The maximum tolerated dosage of AT 101 is 40 mg day and it truly is at this time becoming assessed in phase II clinical trials in blend with lenalidomide for CLL, and in combination with JAK2 inhibitor docetaxel is remaining tested in sufferers with recurrent, locally sophisticated or metastatic squamous cell carcinoma of the head and neck. AT 101 can also be undergoing phase II clinical trials as being a single agent in patients with recurrent, metastatic, or major unresectable adrenocortical carcinoma. A 2006 patent application from University of Michigan claims 4 new gossypol analogs, gossypolic acid, gossypolonic acid, apogossypol and apogossypolone , and in vitro activity making use of panel of breast cancer cell lines and in vivo efficacy of apogossypolone inside a prostate Computer three xenograft model.

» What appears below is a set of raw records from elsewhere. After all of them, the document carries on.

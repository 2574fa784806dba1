//! The turn orchestrator.

use std::path::{Path, PathBuf};
use std::sync::Arc;

use pico_core::error::Result;
use pico_core::event::{Event, EventBus};
use pico_core::message::{Message, Role, Transcript};
use pico_core::model::{Model, ModelCatalog};
use pico_core::provider::{Context, DEFAULT_SYSTEM_PROMPT};
use pico_providers::{AdapterRegistry, Credentials};
use pico_tools::{Routed, route};
use tracing::{debug, info, warn};

/// One agent bound to a workspace and a model.
///
/// Holds the transcript for the conversation. Each [`run_turn`](Self::run_turn)
/// appends exactly one user and one assistant message, or nothing at all if
/// the model call fails.
pub struct Agent {
    /// Root for tool shortcuts
    workspace: PathBuf,

    /// The bound model, validated at construction
    model: Model,

    /// Adapter table used for model turns
    adapters: Arc<AdapterRegistry>,

    /// API key lookup for the bound provider
    credentials: Credentials,

    /// Sent with every model call
    system_prompt: String,

    /// Observers of turn events
    events: Arc<EventBus>,

    transcript: Transcript,
}

impl Agent {
    /// Bind an agent to `(provider, model_id)`. Fails with
    /// `Error::UnknownModel` if the catalog has no such model.
    pub fn new(
        workspace: impl Into<PathBuf>,
        catalog: &ModelCatalog,
        adapters: Arc<AdapterRegistry>,
        provider: &str,
        model_id: &str,
    ) -> Result<Self> {
        let model = catalog.get_model(provider, model_id)?.clone();
        let workspace = workspace.into();
        info!(
            provider = %model.provider,
            model = %model.id,
            api = %model.api,
            workspace = %workspace.display(),
            "Agent ready"
        );

        Ok(Self {
            workspace,
            model,
            adapters,
            credentials: Credentials::new(),
            system_prompt: DEFAULT_SYSTEM_PROMPT.into(),
            events: Arc::new(EventBus::new()),
            transcript: Transcript::new(),
        })
    }

    /// Share an event bus with the caller.
    pub fn with_event_bus(mut self, events: Arc<EventBus>) -> Self {
        self.events = events;
        self
    }

    pub fn with_credentials(mut self, credentials: Credentials) -> Self {
        self.credentials = credentials;
        self
    }

    pub fn with_system_prompt(mut self, prompt: impl Into<String>) -> Self {
        self.system_prompt = prompt.into();
        self
    }

    /// Seed the transcript, e.g. from a loaded session.
    pub fn with_history(mut self, messages: Vec<Message>) -> Self {
        self.transcript = Transcript::from(messages);
        self
    }

    pub fn transcript(&self) -> &Transcript {
        &self.transcript
    }

    pub fn model(&self) -> &Model {
        &self.model
    }

    pub fn events(&self) -> &Arc<EventBus> {
        &self.events
    }

    pub fn workspace(&self) -> &Path {
        &self.workspace
    }

    /// Process one user input and return the assistant reply.
    ///
    /// Tool shortcuts are answered locally and never fail. Anything else
    /// goes to the bound model; on a provider error the user message is
    /// removed again and the error is returned.
    pub async fn run_turn(&mut self, text: &str) -> Result<Message> {
        self.transcript.push(Message::user(text));
        self.events.emit(&Event::message_start(Role::User.as_str(), text));

        if let Routed::Matched(output) = route(&self.workspace, text, &self.events).await {
            debug!("Answered by tool shortcut");
            return Ok(self.finish(Message::assistant(output), true));
        }

        self.events.emit(&Event::llm_start());
        let context = Context::new(self.transcript.messages().to_vec())
            .with_system_prompt(self.system_prompt.clone());
        let api_key = self.credentials.resolve(&self.model.provider);

        debug!(
            model = %self.model.id,
            messages = context.messages.len(),
            "Dispatching model turn"
        );
        let result = self
            .adapters
            .complete(&self.model, &context, api_key.as_deref())
            .await;
        self.events.emit(&Event::llm_end());

        match result {
            Ok(reply) => Ok(self.finish(reply, false)),
            Err(e) => {
                warn!(error = %e, "Model turn failed");
                self.transcript.pop();
                Err(e.into())
            }
        }
    }

    fn finish(&mut self, reply: Message, tool_shortcut: bool) -> Message {
        self.transcript.push(reply.clone());
        self.events
            .emit(&Event::message_end(Role::Assistant.as_str(), tool_shortcut));
        reply
    }
}

impl std::fmt::Debug for Agent {
    fn fmt(&self, f: &mut std::fmt::Formatter<'_>) -> std::fmt::Result {
        f.debug_struct("Agent")
            .field("workspace", &self.workspace)
            .field("model", &format!("{}/{}", self.model.provider, self.model.id))
            .field("messages", &self.transcript.len())
            .finish()
    }
}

Whilst, gossypolic acid and gossypolonic acid had been located to be much more potent than gossypol with K Camptothecin i values of 120 and 280 nM respectively towards Bcl two, while in the cell growth inhibition assays using prostate cancer Pc 3 cells IC50 values were ten uM for the two of the compounds. 1 conceivable explanation for this is often that the two acid groups are negatively charged at physiological condition and are so prevented from getting into cells. Without a doubt, apogossypol and apogossypolone, analogs lacking the carboxylic group, are two 9 fold additional potent than gossypol in cell growth inhibition assay by using breast cancer cell lines. The binding affinity of apogossypolone was determined to be Ki 76 nM, 51 nM and one,270 nM against Bcl 2, Mcl 1 and Bcl xL respectively. In addition, as was predicted that elimination within the aldehydes will considerably lower the toxicity, apogossypolone showed eight fold greater highest tolerated dose than gossypol in oral and intravenous routes of administrations.
Presently apogossypolone is from the preclinical phase of testing.